Work task
In these entries, tally the lines where "samples" occurs. Respond with only the count.
▬▬▬
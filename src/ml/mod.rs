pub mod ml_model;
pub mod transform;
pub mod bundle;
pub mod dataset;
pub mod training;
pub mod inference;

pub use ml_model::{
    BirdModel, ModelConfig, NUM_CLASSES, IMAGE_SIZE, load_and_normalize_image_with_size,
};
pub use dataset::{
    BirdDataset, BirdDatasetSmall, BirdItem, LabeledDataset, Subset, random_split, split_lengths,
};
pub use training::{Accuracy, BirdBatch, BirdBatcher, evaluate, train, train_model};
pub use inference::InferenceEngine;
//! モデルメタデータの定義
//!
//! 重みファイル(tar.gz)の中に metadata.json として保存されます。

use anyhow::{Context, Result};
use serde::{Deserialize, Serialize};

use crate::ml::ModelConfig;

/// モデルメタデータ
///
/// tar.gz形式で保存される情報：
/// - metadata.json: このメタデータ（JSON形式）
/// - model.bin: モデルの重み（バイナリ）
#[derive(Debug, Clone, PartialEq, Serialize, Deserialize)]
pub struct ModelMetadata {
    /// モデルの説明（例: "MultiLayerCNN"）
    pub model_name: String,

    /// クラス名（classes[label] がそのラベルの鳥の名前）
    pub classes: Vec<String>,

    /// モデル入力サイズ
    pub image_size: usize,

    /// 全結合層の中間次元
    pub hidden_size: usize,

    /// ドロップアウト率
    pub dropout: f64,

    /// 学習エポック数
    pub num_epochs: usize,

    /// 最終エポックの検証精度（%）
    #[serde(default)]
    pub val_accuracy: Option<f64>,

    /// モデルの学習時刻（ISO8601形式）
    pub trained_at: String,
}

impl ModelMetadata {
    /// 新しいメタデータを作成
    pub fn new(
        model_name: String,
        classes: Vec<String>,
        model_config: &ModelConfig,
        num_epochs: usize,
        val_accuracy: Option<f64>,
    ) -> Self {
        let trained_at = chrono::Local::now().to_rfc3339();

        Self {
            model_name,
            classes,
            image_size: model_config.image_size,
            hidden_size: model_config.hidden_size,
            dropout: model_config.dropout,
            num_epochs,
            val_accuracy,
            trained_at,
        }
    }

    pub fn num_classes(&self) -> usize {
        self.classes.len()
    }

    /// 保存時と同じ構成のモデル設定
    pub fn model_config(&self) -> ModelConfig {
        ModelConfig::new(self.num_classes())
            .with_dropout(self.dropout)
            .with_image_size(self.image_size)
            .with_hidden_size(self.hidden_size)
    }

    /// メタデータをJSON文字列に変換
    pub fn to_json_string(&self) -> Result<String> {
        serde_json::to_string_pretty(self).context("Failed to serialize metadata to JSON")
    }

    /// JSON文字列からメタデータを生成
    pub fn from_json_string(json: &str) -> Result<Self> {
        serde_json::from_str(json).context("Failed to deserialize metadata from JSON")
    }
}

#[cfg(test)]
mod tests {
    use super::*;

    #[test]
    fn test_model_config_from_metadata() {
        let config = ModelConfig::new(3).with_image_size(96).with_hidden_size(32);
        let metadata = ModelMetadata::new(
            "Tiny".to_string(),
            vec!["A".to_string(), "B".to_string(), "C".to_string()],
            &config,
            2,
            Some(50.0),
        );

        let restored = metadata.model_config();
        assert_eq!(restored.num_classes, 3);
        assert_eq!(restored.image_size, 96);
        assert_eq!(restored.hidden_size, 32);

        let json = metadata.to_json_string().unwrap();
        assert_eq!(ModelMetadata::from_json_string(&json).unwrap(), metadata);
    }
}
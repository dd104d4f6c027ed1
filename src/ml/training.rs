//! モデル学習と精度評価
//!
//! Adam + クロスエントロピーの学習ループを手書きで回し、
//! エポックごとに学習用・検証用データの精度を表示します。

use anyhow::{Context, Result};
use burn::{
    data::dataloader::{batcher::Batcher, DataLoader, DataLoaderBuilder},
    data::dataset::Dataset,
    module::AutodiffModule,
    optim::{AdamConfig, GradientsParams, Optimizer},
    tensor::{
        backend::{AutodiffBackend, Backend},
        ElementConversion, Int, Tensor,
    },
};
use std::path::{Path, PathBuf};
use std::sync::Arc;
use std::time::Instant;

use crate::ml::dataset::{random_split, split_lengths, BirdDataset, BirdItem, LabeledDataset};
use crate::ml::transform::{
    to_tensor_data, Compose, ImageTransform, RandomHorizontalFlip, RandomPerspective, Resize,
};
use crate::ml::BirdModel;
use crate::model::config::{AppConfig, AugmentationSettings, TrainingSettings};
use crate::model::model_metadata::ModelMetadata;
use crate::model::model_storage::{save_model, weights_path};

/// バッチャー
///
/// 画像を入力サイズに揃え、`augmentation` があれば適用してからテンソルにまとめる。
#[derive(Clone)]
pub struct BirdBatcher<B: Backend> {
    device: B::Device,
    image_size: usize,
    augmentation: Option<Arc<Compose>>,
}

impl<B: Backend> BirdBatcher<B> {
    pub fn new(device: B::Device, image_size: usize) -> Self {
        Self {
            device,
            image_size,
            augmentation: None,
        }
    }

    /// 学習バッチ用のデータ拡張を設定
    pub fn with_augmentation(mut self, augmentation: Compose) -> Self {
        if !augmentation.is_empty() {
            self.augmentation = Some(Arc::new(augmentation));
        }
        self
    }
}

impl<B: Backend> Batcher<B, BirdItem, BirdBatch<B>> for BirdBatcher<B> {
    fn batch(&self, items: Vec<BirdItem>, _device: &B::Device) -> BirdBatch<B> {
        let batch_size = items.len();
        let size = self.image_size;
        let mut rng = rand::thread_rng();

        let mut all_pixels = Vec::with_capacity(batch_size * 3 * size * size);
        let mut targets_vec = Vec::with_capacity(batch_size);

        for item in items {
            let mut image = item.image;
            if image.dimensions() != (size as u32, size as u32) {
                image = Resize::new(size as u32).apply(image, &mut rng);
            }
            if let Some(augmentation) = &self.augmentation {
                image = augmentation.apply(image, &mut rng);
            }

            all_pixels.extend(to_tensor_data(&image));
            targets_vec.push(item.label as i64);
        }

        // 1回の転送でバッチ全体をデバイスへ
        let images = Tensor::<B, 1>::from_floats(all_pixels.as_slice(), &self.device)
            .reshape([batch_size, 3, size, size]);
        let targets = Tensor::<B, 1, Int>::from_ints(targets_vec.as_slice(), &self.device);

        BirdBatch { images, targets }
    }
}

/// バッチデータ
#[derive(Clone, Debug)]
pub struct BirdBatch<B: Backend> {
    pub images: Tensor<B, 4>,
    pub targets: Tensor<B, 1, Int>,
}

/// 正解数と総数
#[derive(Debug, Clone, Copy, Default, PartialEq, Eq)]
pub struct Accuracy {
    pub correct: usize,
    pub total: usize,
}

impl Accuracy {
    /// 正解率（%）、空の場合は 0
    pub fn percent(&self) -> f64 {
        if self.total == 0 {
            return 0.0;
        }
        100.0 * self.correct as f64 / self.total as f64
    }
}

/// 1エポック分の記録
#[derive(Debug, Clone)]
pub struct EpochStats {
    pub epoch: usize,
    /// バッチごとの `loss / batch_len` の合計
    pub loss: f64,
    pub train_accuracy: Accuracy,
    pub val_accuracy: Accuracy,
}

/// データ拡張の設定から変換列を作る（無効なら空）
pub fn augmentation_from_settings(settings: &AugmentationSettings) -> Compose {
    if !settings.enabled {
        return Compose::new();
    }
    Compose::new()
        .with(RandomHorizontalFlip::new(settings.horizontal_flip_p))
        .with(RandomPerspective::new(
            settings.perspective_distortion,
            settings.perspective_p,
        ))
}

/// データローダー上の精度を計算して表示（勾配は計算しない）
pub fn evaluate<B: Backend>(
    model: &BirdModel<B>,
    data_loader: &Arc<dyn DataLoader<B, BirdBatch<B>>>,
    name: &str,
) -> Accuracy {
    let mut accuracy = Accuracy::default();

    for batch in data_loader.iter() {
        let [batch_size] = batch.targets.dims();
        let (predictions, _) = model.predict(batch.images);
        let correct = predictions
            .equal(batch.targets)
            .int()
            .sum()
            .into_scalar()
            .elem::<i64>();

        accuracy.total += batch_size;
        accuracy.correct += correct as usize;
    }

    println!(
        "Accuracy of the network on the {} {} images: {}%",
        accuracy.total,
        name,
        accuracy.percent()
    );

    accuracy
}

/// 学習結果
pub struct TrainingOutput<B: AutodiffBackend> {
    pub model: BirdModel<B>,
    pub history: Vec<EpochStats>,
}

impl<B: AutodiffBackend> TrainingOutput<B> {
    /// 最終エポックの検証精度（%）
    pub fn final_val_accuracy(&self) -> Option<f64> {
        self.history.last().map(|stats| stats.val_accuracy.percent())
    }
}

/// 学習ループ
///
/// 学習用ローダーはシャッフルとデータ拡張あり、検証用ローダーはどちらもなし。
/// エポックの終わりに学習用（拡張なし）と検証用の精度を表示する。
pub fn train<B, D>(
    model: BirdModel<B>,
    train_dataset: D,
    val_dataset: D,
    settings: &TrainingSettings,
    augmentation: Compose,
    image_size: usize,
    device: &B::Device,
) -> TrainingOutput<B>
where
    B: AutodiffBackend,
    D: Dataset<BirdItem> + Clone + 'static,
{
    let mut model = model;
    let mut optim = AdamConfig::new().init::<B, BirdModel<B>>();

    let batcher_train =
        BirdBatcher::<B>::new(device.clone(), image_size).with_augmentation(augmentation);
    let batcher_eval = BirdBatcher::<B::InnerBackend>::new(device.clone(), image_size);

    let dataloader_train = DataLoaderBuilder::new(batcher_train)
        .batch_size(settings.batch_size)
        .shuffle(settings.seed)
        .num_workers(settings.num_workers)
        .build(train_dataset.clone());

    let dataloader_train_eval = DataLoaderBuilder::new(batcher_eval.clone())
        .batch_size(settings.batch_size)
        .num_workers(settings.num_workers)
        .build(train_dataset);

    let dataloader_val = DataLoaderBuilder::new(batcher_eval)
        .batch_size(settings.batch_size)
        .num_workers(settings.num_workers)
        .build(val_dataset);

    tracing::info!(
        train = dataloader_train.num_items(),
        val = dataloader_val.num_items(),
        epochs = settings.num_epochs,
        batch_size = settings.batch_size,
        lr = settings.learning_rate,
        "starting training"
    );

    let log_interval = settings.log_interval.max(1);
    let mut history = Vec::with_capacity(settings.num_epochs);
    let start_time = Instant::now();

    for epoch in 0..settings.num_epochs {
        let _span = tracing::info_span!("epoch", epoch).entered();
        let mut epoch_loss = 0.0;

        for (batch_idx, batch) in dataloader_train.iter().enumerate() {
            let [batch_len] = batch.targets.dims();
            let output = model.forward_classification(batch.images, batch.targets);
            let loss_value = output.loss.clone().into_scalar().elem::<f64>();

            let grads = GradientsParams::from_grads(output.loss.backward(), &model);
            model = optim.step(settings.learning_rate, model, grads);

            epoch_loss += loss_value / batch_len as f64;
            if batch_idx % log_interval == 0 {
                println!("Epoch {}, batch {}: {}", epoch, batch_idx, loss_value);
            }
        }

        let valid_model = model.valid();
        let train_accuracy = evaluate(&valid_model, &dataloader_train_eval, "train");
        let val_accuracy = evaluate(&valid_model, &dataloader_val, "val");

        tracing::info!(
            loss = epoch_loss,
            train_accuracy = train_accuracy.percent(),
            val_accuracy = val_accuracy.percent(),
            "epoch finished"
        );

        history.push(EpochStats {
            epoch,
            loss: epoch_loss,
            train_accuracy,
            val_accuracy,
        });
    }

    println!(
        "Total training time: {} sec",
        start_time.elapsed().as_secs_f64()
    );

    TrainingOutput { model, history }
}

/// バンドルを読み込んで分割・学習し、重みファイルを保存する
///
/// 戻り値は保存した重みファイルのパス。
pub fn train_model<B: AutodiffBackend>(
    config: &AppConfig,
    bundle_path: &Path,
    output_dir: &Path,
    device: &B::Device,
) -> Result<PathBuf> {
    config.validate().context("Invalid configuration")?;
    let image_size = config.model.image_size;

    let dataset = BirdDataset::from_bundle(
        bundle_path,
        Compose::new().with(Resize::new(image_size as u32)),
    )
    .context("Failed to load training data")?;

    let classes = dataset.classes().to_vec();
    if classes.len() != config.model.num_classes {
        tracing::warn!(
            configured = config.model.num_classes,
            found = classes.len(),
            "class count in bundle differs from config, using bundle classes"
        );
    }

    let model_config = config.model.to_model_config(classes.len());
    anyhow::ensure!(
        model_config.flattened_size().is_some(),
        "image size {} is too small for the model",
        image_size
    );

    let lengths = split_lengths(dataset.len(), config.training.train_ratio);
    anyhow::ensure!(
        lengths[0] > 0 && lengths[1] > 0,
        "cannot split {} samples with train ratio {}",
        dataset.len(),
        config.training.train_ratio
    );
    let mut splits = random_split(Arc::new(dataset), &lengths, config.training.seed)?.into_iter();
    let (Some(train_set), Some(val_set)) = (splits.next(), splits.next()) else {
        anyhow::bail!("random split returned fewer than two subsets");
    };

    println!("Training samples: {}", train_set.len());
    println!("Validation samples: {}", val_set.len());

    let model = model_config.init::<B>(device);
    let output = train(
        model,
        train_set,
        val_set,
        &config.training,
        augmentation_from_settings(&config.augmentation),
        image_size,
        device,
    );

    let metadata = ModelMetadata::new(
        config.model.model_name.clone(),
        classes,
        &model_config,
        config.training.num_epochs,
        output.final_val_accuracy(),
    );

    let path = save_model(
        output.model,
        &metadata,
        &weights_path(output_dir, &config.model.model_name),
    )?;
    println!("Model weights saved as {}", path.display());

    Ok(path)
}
▬▬▬
Solution for this problem
3